Which lines of the data contain the string "Command"? Copy every one of them.
———
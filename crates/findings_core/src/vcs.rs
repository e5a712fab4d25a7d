//! Best-effort git context for new findings.
//!
//! Every query runs `git` with a bounded wait. Any failure, including a
//! missing git binary or a directory outside a work tree, yields `None`.

use std::io::Read;
use std::path::Path;
use std::process::{Command, Stdio};
use std::thread;
use std::time::{Duration, Instant};
use tracing::debug;

/// Upper bound on any single git invocation.
pub const GIT_TIMEOUT: Duration = Duration::from_secs(10);

const POLL_INTERVAL: Duration = Duration::from_millis(20);

/// Branch and commit a finding was captured on.
#[derive(Debug, Clone, Default, PartialEq, Eq)]
pub struct VcsContext {
    pub branch: Option<String>,
    pub commit: Option<String>,
}

impl VcsContext {
    /// Probes the work tree at `repo_root`.
    pub fn detect(repo_root: &Path) -> Self {
        Self {
            branch: git(repo_root, &["rev-parse", "--abbrev-ref", "HEAD"]),
            commit: git(repo_root, &["rev-parse", "HEAD"]),
        }
    }

    /// Fixed context, for callers that already know it.
    pub fn fixed(branch: Option<String>, commit: Option<String>) -> Self {
        Self { branch, commit }
    }
}

/// URL of the `origin` remote, if any.
pub fn remote_url(repo_root: &Path) -> Option<String> {
    git(repo_root, &["remote", "get-url", "origin"])
}

/// Runs `git args` in `dir` and returns trimmed stdout on success.
fn git(dir: &Path, args: &[&str]) -> Option<String> {
    let mut child = Command::new("git")
        .args(args)
        .current_dir(dir)
        .stdin(Stdio::null())
        .stdout(Stdio::piped())
        .stderr(Stdio::null())
        .spawn()
        .map_err(|e| debug!(error = %e, "git not available"))
        .ok()?;

    let deadline = Instant::now() + GIT_TIMEOUT;
    let status = loop {
        match child.try_wait() {
            Ok(Some(status)) => break status,
            Ok(None) if Instant::now() < deadline => thread::sleep(POLL_INTERVAL),
            Ok(None) => {
                debug!(?args, "git timed out");
                let _ = child.kill();
                let _ = child.wait();
                return None;
            }
            Err(e) => {
                debug!(?args, error = %e, "git wait failed");
                return None;
            }
        }
    };

    if !status.success() {
        debug!(?args, ?status, "git exited with failure");
        return None;
    }

    let mut stdout = String::new();
    child.stdout.take()?.read_to_string(&mut stdout).ok()?;
    let value = stdout.trim();
    (!value.is_empty()).then(|| value.to_string())
}
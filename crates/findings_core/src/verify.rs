//! Log and index integrity checks.
//!
//! Verification never repairs anything. It compares the persisted index file
//! against a fresh replay of the log and reports what a rebuild or a
//! compaction would fix.

use crate::error::Result;
use crate::index::RecordIndex;
use crate::log::{LogRecord, RecordLog};
use serde::Serialize;
use std::collections::HashSet;
use std::path::Path;

/// Report from verifying one store.
#[derive(Debug, Clone, Default, PartialEq, Eq, Serialize)]
pub struct VerifyReport {
    /// Valid snapshots in the log.
    pub log_records: usize,

    /// 1-based line numbers of log lines that did not parse or carried no id.
    pub corrupt_lines: Vec<usize>,

    /// Distinct ids in the log.
    pub unique_records: usize,

    /// True if an index file exists on disk.
    pub index_present: bool,

    /// True if the index file exists and parses.
    pub index_readable: bool,

    /// Entries in the persisted index, if it could be read.
    pub index_entries: Option<usize>,

    /// Ids in the log that the persisted index does not know.
    pub missing_from_index: Vec<String>,

    /// Ids whose indexed snapshot differs from the latest log snapshot.
    pub stale_in_index: Vec<String>,

    /// Ids in the persisted index that never appear in the log.
    pub orphaned_in_index: Vec<String>,
}

impl VerifyReport {
    /// Returns true if any issues were found.
    pub fn has_issues(&self) -> bool {
        !self.corrupt_lines.is_empty()
            || (self.index_present && !self.index_readable)
            || !self.missing_from_index.is_empty()
            || !self.stale_in_index.is_empty()
            || !self.orphaned_in_index.is_empty()
    }

    /// True if a rebuild would fix everything except corrupt log lines.
    pub fn needs_rebuild(&self) -> bool {
        (self.index_present && !self.index_readable)
            || !self.missing_from_index.is_empty()
            || !self.stale_in_index.is_empty()
            || !self.orphaned_in_index.is_empty()
    }

    /// Returns a summary message.
    pub fn summary(&self) -> String {
        if !self.has_issues() {
            return format!(
                "Store is healthy. {} records in {} log lines.",
                self.unique_records, self.log_records
            );
        }

        let mut issues = Vec::new();
        if !self.corrupt_lines.is_empty() {
            issues.push(format!("{} corrupt log lines", self.corrupt_lines.len()));
        }
        if self.index_present && !self.index_readable {
            issues.push("unreadable index".to_string());
        }
        if !self.missing_from_index.is_empty() {
            issues.push(format!("{} records missing from index", self.missing_from_index.len()));
        }
        if !self.stale_in_index.is_empty() {
            issues.push(format!("{} stale index entries", self.stale_in_index.len()));
        }
        if !self.orphaned_in_index.is_empty() {
            issues.push(format!("{} orphaned index entries", self.orphaned_in_index.len()));
        }
        format!("Store has issues: {}", issues.join(", "))
    }
}

/// Verify a log against its persisted index file.
pub fn verify<R: LogRecord>(log: &RecordLog, index_path: &Path) -> Result<VerifyReport> {
    let replay = log.replay::<R>()?;
    let latest = replay.latest();

    let mut report = VerifyReport {
        log_records: replay.records.len(),
        corrupt_lines: replay.corrupt_lines.clone(),
        unique_records: latest.len(),
        index_present: index_path.exists(),
        ..Default::default()
    };

    let Some(index) = RecordIndex::<R>::read(index_path) else {
        return Ok(report);
    };
    report.index_readable = true;
    report.index_entries = Some(index.len());

    check_entries(&latest, &index, &mut report)?;
    Ok(report)
}

fn check_entries<R: LogRecord>(
    latest: &[R],
    index: &RecordIndex<R>,
    report: &mut VerifyReport,
) -> Result<()> {
    let mut seen = HashSet::with_capacity(latest.len());

    for record in latest {
        let id = record.record_id();
        seen.insert(id);
        match index.get(id) {
            None => report.missing_from_index.push(id.to_string()),
            Some(indexed) => {
                if serde_json::to_value(indexed)? != serde_json::to_value(record)? {
                    report.stale_in_index.push(id.to_string());
                }
            }
        }
    }

    for indexed in index.records() {
        if !seen.contains(indexed.record_id()) {
            report.orphaned_in_index.push(indexed.record_id().to_string());
        }
    }

    Ok(())
}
———
§ Result of this task:
use std::process::{Command, Stdio};
    let mut child = Command::new("git")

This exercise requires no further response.